The four organs, the excretory functions of which we have shortly studied, are not the only ones charged with the elimination of products of which the body desires to rid itself. All the glands can, at a given time, participate in this function, which might be called the cleansing of the body. The presence of poisonous substances in certain secretions has been discovered by accident. By injecting into the carotid artery of a small animal the saliva of a fasting man, grave consequences have sometimes been produced. This shows that the saliva, like the urine, can assist in the elimination of products of dissassimilation which have been demonstrated to be poisonous.

If we seek to summarise the conclusions drawn from the facts studied in this chapter, we can say that the work of the muscles, like that of the other organs, is accompanied by the production of heat, which results. from chemical actions which we may compare with combustions. The living tissues, at the expense of which these combustions have occurred, have changed in their chemical composition, and become noxious to life, and must be rejected from the body under diverse forms and by special organs.

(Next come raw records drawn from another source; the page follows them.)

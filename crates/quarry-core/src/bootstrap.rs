//! Application bootstrap: provider, storage, and index wiring.

use std::path::Path;
use std::sync::Arc;

use anyhow::Context;
use quarry_index::{
    CodeIndexer, EmbeddingGenerator, HybridSearcher, IndexWatcher, LexicalIndex, ParserBackend,
    RecordStore,
};
use quarry_llm::any::AnyProvider;
use quarry_llm::ollama::OllamaProvider;
use quarry_llm::openai::OpenAiProvider;
use quarry_llm::provider::EmbeddingProvider;
use quarry_memory::cache::CacheStats;
use quarry_memory::{
    EmbeddingCache, InMemoryVectorStore, PoolStats, SqliteStore, StoreConnector, VectorGateway,
    VectorStore,
};
use tokio_util::sync::CancellationToken;

use crate::config::{Config, ProviderKind, VectorBackend};

/// Everything a command needs, built once from [`Config`] and passed down.
pub struct AppContext<P = AnyProvider> {
    pub config: Config,
    pub sqlite: SqliteStore,
    pub cache: Arc<EmbeddingCache>,
    pub generator: Arc<EmbeddingGenerator<P>>,
    pub gateway: Arc<VectorGateway>,
    pub records: RecordStore,
    pub lexical: LexicalIndex,
    pub indexer: Arc<CodeIndexer<P>>,
    pub searcher: HybridSearcher<P>,
    parser_name: &'static str,
}

/// Point-in-time view of the index for `quarry status`.
#[derive(Debug, Clone)]
pub struct IndexStatus {
    pub project: String,
    pub files: u64,
    pub units: u64,
    pub lexical_units: usize,
    pub collection: String,
    /// `None` when the vector store could not be reached.
    pub vector_points: Option<u64>,
    pub provider: &'static str,
    pub model: String,
    pub parser: &'static str,
    pub cache: CacheStats,
    pub pool: PoolStats,
}

impl AppContext<AnyProvider> {
    /// Build the full context from configuration.
    ///
    /// # Errors
    ///
    /// Returns an error if the config is invalid, the database cannot be opened,
    /// or the requested provider/parser is unavailable in this build.
    pub async fn build(mut config: Config) -> anyhow::Result<Self> {
        let provider = create_provider(&config)?;
        let connector = create_connector(&config);
        if config.vector_store.backend == VectorBackend::Memory
            && config.storage.sqlite_path != ":memory:"
        {
            tracing::info!("memory vector backend selected, keeping file records in memory too");
            config.storage.sqlite_path = ":memory:".into();
        }
        Self::with_parts(config, provider, connector).await
    }
}

impl<P: EmbeddingProvider + 'static> AppContext<P> {
    /// Build the context around an explicit provider and vector store connector.
    ///
    /// The lexical index is rebuilt from the durable unit table, so search works
    /// right after startup without re-indexing.
    ///
    /// # Errors
    ///
    /// Returns an error if the config is invalid or any component fails to open.
    pub async fn with_parts(
        config: Config,
        provider: P,
        connector: StoreConnector,
    ) -> anyhow::Result<Self> {
        config.validate()?;

        let sqlite = SqliteStore::new(&config.storage.sqlite_path)
            .await
            .with_context(|| format!("failed to open {}", config.storage.sqlite_path))?;
        let cache = Arc::new(EmbeddingCache::new(
            sqlite.pool().clone(),
            config.cache.cache_config(),
        ));
        let generator = Arc::new(EmbeddingGenerator::new(
            provider,
            Arc::clone(&cache),
            config.llm.batch_size,
        ));
        let gateway = Arc::new(
            VectorGateway::new(connector, config.vector_store.gateway_config())
                .context("invalid vector store settings")?,
        );

        let parser = ParserBackend::from_preference(config.index.parser)
            .context("requested parser backend is unavailable")?;
        let parser_name = parser.name();

        let records = RecordStore::new(sqlite.pool().clone());
        let docs = records
            .load_docs()
            .await
            .context("failed to load indexed units")?;
        let lexical = LexicalIndex::from_docs(docs);
        tracing::info!(
            files = lexical.file_count(),
            units = lexical.len(),
            "lexical index rebuilt"
        );

        let indexer = Arc::new(CodeIndexer::new(
            parser,
            Arc::clone(&generator),
            Arc::clone(&gateway),
            records.clone(),
            lexical.clone(),
            config.index.indexer_config(),
        ));
        let searcher = HybridSearcher::new(
            Arc::clone(&generator),
            Arc::clone(&gateway),
            lexical.clone(),
            config.search.search_config(),
        );

        Ok(Self {
            config,
            sqlite,
            cache,
            generator,
            gateway,
            records,
            lexical,
            indexer,
            searcher,
            parser_name,
        })
    }

    /// Start re-indexing files under `root` as they change.
    ///
    /// # Errors
    ///
    /// Returns an error if the filesystem watcher cannot be initialized.
    pub fn watch(&self, root: &Path, cancel: CancellationToken) -> anyhow::Result<IndexWatcher> {
        IndexWatcher::start(
            root,
            Arc::clone(&self.indexer),
            self.config.index.watch_debounce(),
            cancel,
        )
        .with_context(|| format!("failed to watch {}", root.display()))
    }

    /// # Errors
    ///
    /// Returns an error if the local database cannot be read. An unreachable
    /// vector store is reported as `vector_points: None` instead.
    pub async fn status(&self) -> anyhow::Result<IndexStatus> {
        let (files, units) = self.records.counts().await.context("failed to count records")?;
        let cache = self.cache.stats().await.context("failed to read cache stats")?;
        let vector_points = match self.gateway.count().await {
            Ok(n) => Some(n),
            Err(e) => {
                tracing::warn!("vector store count failed: {e}");
                None
            }
        };
        let provider = self.generator.provider();
        Ok(IndexStatus {
            project: self.config.index.project.clone(),
            files,
            units,
            lexical_units: self.lexical.len(),
            collection: self.gateway.collection().to_owned(),
            vector_points,
            provider: provider.name(),
            model: format!("{}@{}", provider.model_identity(), provider.model_version()),
            parser: self.parser_name,
            cache,
            pool: self.gateway.pool_stats(),
        })
    }

    /// Close pooled vector store connections.
    pub fn shutdown(&self) {
        self.gateway.close();
        let stats = self.gateway.pool_stats();
        tracing::debug!(
            acquired = stats.acquired,
            released = stats.released,
            "vector store pool closed"
        );
    }
}

/// # Errors
///
/// Returns an error if the configured provider is not compiled into this build.
pub fn create_provider(config: &Config) -> anyhow::Result<AnyProvider> {
    let llm = &config.llm;
    match llm.provider {
        ProviderKind::Ollama => Ok(AnyProvider::Ollama(OllamaProvider::new(
            &llm.base_url,
            llm.embedding_model.clone(),
            llm.model_version.clone(),
        ))),
        ProviderKind::OpenAi => Ok(AnyProvider::OpenAi(
            OpenAiProvider::new(
                llm.api_key.clone(),
                llm.base_url.clone(),
                llm.embedding_model.clone(),
                llm.model_version.clone(),
            )
            .with_max_retries(llm.max_retries),
        )),
        #[cfg(feature = "mock")]
        ProviderKind::Mock => Ok(AnyProvider::Mock(
            quarry_llm::mock::MockProvider::default()
                .with_model(&llm.embedding_model, &llm.model_version),
        )),
        #[cfg(not(feature = "mock"))]
        ProviderKind::Mock => anyhow::bail!("the mock provider requires the `mock` feature"),
    }
}

#[must_use]
pub fn create_connector(config: &Config) -> StoreConnector {
    match config.vector_store.backend {
        VectorBackend::Qdrant => StoreConnector::Qdrant {
            url: config.vector_store.url.clone(),
        },
        VectorBackend::Memory => {
            let store: Arc<dyn VectorStore> = Arc::new(InMemoryVectorStore::new());
            StoreConnector::Shared(store)
        }
    }
}
//! Content categories shared by the indexer (writer) and the searcher (reader).
//!
//! Both sides go through [`Category`] and [`CATEGORY_FIELD`]; there is no other
//! place where the category string or payload key is spelled out.

use serde::{Deserialize, Serialize};

use crate::languages::Lang;

/// Payload key holding the category of a stored unit.
pub const CATEGORY_FIELD: &str = "category";

#[derive(Debug, Clone, Copy, PartialEq, Eq, PartialOrd, Ord, Hash, Serialize, Deserialize)]
#[serde(rename_all = "lowercase")]
pub enum Category {
    Code,
    Config,
    Docs,
}

impl Category {
    pub const ALL: [Category; 3] = [Self::Code, Self::Config, Self::Docs];

    #[must_use]
    pub fn for_language(lang: Lang) -> Self {
        match lang {
            Lang::Markdown => Self::Docs,
            Lang::Toml | Lang::Json => Self::Config,
            _ => Self::Code,
        }
    }

    #[must_use]
    pub fn as_str(self) -> &'static str {
        match self {
            Self::Code => "code",
            Self::Config => "config",
            Self::Docs => "docs",
        }
    }

    #[must_use]
    pub fn parse(s: &str) -> Option<Self> {
        Self::ALL.into_iter().find(|c| c.as_str() == s)
    }

    /// Categories a search accepts when the caller does not restrict them.
    #[must_use]
    pub fn default_filter() -> Vec<Category> {
        Self::ALL.to_vec()
    }
}

impl std::fmt::Display for Category {
    fn fmt(&self, f: &mut std::fmt::Formatter<'_>) -> std::fmt::Result {
        f.write_str(self.as_str())
    }
}

impl std::str::FromStr for Category {
    type Err = String;

    fn from_str(s: &str) -> Result<Self, Self::Err> {
        Self::parse(&s.to_ascii_lowercase()).ok_or_else(|| format!("unknown category: {s}"))
    }
}

#[cfg(test)]
mod tests {
    use proptest::prelude::*;

    use super::*;

    #[test]
    fn config_and_docs_languages() {
        assert_eq!(Category::for_language(Lang::Toml), Category::Config);
        assert_eq!(Category::for_language(Lang::Json), Category::Config);
        assert_eq!(Category::for_language(Lang::Markdown), Category::Docs);
        assert_eq!(Category::for_language(Lang::Rust), Category::Code);
        assert_eq!(Category::for_language(Lang::Bash), Category::Code);
    }

    #[test]
    fn parse_matches_as_str() {
        for c in Category::ALL {
            assert_eq!(Category::parse(c.as_str()), Some(c));
        }
        assert_eq!("DOCS".parse::<Category>(), Ok(Category::Docs));
        assert!("tests".parse::<Category>().is_err());
    }

    #[test]
    fn serde_uses_the_payload_spelling() {
        for c in Category::ALL {
            let json = serde_json::to_value(c).unwrap();
            assert_eq!(json, serde_json::Value::String(c.as_str().to_owned()));
        }
    }

    proptest! {
        #[test]
        fn every_written_category_is_searchable_by_default(idx in 0..Lang::ALL.len()) {
            let written = Category::for_language(Lang::ALL[idx]);
            prop_assert!(Category::default_filter().contains(&written));
            prop_assert_eq!(Category::parse(written.as_str()), Some(written));
        }
    }
}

But the products of combustion are not injurious only to the organism in which they are accidentally retained. If absorbed by other individuals, they can produce in them the same bad effects.

We said a few words about the miasma exhaled by the lungs and the skin. These products are present in almost infinitesimal quantity, but possess most powerfully poisonous properties. If several persons are together in a confined place, the air of the place is quickly infected; but the disagreeable odour is not all; the air is vitiated and dangerous to breathe. Hence the evil results of deficient ventilation.